» Input material:
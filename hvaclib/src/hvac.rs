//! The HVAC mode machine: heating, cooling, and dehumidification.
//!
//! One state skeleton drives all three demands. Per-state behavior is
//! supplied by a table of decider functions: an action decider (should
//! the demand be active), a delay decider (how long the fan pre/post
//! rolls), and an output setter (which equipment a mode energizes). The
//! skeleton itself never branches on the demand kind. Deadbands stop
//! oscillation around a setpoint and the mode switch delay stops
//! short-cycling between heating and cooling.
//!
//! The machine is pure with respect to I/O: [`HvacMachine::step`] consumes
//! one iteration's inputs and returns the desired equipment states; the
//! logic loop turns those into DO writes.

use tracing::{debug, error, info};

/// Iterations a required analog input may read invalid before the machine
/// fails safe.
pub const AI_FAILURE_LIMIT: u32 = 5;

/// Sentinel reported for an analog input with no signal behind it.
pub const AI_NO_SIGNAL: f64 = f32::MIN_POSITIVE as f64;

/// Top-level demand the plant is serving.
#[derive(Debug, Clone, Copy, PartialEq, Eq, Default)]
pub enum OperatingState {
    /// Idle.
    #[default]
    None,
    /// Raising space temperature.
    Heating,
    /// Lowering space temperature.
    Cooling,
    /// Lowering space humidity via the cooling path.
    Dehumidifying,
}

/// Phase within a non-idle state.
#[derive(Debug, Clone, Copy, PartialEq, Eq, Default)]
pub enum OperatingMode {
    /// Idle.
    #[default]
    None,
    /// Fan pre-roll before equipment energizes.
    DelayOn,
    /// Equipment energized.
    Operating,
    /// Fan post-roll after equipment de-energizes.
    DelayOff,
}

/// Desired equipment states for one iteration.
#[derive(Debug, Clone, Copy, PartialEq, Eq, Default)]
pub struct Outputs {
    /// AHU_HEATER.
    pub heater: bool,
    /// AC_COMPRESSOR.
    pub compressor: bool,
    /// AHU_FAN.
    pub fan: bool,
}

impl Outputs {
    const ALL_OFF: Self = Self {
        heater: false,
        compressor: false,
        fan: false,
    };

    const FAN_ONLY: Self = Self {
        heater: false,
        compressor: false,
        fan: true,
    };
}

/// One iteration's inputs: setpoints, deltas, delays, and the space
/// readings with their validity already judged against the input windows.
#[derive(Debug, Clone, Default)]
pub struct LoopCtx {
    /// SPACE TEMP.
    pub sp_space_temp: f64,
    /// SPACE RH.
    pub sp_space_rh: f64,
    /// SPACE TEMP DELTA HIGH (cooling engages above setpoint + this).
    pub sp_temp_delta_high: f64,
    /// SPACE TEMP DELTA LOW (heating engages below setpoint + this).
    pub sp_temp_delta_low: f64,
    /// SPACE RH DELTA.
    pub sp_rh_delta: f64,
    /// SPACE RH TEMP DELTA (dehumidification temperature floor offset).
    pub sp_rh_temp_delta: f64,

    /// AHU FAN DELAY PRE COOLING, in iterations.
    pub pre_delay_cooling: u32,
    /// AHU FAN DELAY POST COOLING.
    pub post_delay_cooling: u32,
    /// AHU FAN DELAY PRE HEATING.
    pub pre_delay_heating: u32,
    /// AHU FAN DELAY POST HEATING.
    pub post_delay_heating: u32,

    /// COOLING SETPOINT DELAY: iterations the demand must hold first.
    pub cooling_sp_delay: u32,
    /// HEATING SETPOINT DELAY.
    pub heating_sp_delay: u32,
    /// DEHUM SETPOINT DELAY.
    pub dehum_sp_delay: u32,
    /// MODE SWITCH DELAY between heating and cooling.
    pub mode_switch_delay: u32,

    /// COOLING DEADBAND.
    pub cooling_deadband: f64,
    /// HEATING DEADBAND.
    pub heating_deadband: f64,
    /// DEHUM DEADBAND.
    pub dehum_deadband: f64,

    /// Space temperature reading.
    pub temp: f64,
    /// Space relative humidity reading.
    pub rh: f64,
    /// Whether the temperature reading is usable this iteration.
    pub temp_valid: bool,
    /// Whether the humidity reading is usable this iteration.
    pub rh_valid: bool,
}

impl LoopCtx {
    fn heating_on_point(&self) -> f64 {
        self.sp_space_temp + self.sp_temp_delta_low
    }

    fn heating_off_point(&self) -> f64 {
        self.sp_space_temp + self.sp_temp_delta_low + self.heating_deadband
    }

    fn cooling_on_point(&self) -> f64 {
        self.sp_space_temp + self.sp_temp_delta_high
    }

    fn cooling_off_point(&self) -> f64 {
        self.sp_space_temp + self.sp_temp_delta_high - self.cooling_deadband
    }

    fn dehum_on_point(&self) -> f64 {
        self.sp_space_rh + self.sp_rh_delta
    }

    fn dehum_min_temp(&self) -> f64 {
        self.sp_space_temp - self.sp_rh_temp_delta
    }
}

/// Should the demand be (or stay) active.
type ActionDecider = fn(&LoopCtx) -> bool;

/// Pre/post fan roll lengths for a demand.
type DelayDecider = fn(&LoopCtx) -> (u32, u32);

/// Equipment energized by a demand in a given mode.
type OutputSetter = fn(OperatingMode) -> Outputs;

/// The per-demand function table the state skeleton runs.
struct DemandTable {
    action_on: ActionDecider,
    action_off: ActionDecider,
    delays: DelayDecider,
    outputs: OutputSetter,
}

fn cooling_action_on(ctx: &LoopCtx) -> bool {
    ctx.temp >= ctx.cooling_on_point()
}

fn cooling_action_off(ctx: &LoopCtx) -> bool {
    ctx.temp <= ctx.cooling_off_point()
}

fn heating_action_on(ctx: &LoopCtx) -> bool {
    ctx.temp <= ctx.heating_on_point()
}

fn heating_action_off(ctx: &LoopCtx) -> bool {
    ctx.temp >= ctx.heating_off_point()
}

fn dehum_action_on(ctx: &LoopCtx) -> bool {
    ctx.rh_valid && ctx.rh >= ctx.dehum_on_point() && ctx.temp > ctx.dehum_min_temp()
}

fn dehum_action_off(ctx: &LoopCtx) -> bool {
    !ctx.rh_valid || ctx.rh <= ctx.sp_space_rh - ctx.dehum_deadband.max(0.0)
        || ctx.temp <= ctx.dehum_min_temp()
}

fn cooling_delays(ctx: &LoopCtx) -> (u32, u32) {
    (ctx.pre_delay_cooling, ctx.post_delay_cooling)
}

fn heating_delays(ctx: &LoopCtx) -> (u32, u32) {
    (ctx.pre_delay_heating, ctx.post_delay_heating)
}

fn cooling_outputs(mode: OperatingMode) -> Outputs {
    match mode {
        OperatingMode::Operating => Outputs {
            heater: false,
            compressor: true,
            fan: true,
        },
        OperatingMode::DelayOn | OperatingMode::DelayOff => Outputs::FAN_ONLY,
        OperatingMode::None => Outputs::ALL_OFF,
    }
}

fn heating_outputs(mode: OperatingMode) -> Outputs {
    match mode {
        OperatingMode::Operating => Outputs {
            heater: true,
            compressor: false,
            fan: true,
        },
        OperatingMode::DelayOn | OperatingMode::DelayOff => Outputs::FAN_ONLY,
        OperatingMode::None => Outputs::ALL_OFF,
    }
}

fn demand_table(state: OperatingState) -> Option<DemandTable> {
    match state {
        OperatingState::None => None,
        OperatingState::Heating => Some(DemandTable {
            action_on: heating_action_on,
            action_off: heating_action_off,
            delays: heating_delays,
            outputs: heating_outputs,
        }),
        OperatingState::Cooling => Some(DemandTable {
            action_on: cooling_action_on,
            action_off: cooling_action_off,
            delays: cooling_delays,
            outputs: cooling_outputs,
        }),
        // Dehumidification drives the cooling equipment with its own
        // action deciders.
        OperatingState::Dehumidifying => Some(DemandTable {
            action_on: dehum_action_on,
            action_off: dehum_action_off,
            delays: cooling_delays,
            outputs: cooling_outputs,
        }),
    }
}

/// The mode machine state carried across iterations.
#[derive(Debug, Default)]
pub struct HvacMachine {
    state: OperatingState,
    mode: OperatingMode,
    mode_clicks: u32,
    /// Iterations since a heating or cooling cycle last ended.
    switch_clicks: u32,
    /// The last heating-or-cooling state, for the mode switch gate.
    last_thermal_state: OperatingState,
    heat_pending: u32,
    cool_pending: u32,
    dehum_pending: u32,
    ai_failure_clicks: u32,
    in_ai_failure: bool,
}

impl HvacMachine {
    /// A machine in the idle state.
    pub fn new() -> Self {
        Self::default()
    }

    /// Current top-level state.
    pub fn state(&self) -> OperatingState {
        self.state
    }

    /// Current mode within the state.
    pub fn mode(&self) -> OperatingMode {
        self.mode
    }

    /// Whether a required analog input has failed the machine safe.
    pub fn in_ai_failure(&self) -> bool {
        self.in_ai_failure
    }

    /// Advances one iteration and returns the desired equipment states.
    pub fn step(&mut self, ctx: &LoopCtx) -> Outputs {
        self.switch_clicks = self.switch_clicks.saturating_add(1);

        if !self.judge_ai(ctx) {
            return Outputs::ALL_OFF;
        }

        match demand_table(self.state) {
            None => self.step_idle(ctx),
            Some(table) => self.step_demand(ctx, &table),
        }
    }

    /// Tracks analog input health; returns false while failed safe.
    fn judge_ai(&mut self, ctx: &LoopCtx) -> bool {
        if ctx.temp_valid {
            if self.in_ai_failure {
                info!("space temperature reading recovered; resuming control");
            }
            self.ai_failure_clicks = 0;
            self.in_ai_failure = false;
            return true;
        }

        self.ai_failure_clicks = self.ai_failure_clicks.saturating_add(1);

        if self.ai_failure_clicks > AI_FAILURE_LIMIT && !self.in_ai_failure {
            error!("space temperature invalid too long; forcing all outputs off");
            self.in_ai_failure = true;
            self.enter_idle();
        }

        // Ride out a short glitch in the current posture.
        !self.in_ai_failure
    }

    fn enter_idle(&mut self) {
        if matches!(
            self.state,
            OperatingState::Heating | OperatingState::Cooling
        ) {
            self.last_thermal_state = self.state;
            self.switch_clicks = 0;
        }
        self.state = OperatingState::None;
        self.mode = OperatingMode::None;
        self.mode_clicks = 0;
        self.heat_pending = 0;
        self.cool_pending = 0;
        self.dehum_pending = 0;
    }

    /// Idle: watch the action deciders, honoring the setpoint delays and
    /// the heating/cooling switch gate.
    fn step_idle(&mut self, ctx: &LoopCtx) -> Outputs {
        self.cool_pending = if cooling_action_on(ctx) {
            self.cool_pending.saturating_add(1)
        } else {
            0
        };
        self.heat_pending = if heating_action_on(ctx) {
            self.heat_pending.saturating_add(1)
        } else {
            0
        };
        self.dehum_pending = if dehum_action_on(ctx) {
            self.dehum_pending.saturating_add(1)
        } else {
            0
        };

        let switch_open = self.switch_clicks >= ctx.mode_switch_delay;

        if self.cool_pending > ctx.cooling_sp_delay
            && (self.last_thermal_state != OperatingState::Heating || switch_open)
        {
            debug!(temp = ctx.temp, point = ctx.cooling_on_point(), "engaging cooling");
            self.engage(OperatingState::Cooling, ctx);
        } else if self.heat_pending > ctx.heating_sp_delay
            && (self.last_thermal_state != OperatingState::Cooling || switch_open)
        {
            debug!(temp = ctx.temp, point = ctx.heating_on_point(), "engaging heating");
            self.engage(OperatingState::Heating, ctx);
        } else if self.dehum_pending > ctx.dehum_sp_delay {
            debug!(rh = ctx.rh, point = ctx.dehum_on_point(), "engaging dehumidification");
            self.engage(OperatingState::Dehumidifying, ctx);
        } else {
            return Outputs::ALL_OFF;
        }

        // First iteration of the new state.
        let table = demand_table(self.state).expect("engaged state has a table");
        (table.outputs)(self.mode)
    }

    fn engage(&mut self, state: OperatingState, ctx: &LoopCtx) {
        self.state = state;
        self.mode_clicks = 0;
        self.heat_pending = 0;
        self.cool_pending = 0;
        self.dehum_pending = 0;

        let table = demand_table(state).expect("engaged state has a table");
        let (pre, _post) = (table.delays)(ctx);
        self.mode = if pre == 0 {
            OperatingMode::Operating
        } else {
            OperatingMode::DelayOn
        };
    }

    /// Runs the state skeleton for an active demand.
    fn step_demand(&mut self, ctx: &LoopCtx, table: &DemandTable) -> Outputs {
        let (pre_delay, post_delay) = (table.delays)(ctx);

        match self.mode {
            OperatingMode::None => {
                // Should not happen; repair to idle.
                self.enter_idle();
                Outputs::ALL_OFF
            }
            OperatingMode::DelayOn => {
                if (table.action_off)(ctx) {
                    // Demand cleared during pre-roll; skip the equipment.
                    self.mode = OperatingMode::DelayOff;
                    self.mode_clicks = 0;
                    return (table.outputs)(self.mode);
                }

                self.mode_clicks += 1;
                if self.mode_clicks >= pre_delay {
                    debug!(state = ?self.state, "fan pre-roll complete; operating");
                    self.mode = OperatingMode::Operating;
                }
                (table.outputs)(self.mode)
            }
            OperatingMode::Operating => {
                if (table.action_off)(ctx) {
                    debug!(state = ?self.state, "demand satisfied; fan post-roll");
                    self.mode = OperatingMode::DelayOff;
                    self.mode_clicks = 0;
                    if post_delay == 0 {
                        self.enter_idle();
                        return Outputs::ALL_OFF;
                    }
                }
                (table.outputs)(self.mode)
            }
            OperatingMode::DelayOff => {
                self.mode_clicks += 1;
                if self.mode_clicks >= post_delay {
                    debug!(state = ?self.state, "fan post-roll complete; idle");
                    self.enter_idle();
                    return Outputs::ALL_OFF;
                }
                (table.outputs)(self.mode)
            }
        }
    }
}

» Problem statement:
A word-for-word copy of the lines above from the one with "self.switch_clicks = 0;" through the one with "fn step_idle(&mut self, ctx: &LoopCtx)", inclusive, is the only output wanted.

» Your response:
            self.switch_clicks = 0;
        }
        self.state = OperatingState::None;
        self.mode = OperatingMode::None;
        self.mode_clicks = 0;
        self.heat_pending = 0;
        self.cool_pending = 0;
        self.dehum_pending = 0;
    }

    /// Idle: watch the action deciders, honoring the setpoint delays and
    /// the heating/cooling switch gate.
    fn step_idle(&mut self, ctx: &LoopCtx) -> Outputs {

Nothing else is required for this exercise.